İlk sezonunda bolca eleştirdiğimiz Kavak Yelleri, neredeyse bu sezonun başından beri kendi öyküsünü anlatmaya başladı. Hemen her bölümünde özellikle üniversiteli gençliğe yol gösterecek birçok unsur barındırıyor. Üstelik Türk toplumunda yaşanan sorunları da senaryonun içine yerleştirmek konusunda Kavak Yelleri ekibi bir hayli başarılı.
Mine'nin Burak'la yaşadığı şiddet problemi, toplumumuzda sadece muhtaç kadınların değil, üniversite mezunu ya da üniversiteli, ekonomik özgürlüğü olan birçok kadının da mağduriyetine ışık tutuyor. Öte yandan Aslı'nın yaşadıkları, yani yurt müdürünün kafayı Aslı'ya takması ve ardından bekaret kontrolüne kadar uzanan yol, gerçek bir olayın senaryoya yerleştirilmesiyle ortaya çıktı.
Geçtiğimiz aylarda günlük haber toplantımızda hepimizin kanını donduran bir olaydı. İstanbul'da N.D. adlı yurt müdiresi bir kız öğrencinin ailesini arayarak, kızlarının bakire olmadığını, bu yüzden onu yurttan almaları gerektiğini söylemişti. Bu durumu namus meselesi haline getiren baba, kızını bekaret kontrolüne götürmüştü. Bir genç kızın hayatına böylesi çirkin ve ahlaksızca bir müdahale hepimizi şaşırtmakla kalmamış, özellikle kadın arkadaşlarımızı derinden etkilemişti.

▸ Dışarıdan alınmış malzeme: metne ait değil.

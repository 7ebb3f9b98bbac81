//! Console relay
//!
//! Carries commands from a console UI to a native messaging host and the
//! host's answers back. The [`ChannelManager`] owns the single connection to
//! the host; the [`RelayRouter`] sits between it and any number of UI
//! contexts.

pub mod channel;
pub mod config;
pub mod error;
pub mod protocol;
pub mod router;

pub use channel::{ChannelManager, Connector, NativeHostConnector, Port};
pub use config::Config;
pub use error::{Error, Result};
pub use protocol::{HostResponse, InboundEvent, OutboundRequest, RelayMessage};
pub use router::{RelayClient, RelayRouter};
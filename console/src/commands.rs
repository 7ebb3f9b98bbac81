//! Commands the console answers itself

/// Help block printed by `help`
pub const HELP_LINES: &[&str] = &[
    " ",
    " ",
    "Available commands:",
    "  clear   - Clears the console output.",
    "  help    - Displays this help message.",
    "  echo <text> - Prints the given text.",
    "  show_dir - Displays the backend path variable.",
    " ",
    "Native OS commands will be executed if the companion native application is installed.",
];

/// Banner shown when the console starts
pub const WELCOME_LINES: &[&str] = &[
    " >",
    " ",
    "Type \"help\" for a list of internal commands.",
    "Native commands require the companion app.",
];

#[derive(Debug, Clone, PartialEq, Eq)]
pub enum LocalCommand<'a> {
    Clear,
    Help,
    Echo(&'a str),
}

/// Recognise a local command in trimmed input. Keywords are matched
/// without regard to case; echoed text is kept as typed.
pub fn parse(input: &str) -> Option<LocalCommand<'_>> {
    if input.eq_ignore_ascii_case("clear") {
        return Some(LocalCommand::Clear);
    }
    if input.eq_ignore_ascii_case("help") {
        return Some(LocalCommand::Help);
    }
    match input.get(..5) {
        Some(prefix) if prefix.eq_ignore_ascii_case("echo ") => Some(LocalCommand::Echo(&input[5..])),
        _ => None,
    }
}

Eminim birçoğunuz hafızanızı biraz kurcalarsanız bahsettiğim olayı hatırlarsınız. İşte bu olay Aslı karakteriyle can buldu. Pelin Karahan, genç bir kızın yaşadığı yalnızlığı ve mahremiyetinin toplumun yapıtaşları tarafından nasıl tahrip edilebildiğini çok iyi gösterdi bizlere.
Dipnot: Kavak Yelleri'nin bu bölümünde iki meslek mensuplarına ayıp edildi ne yazık ki!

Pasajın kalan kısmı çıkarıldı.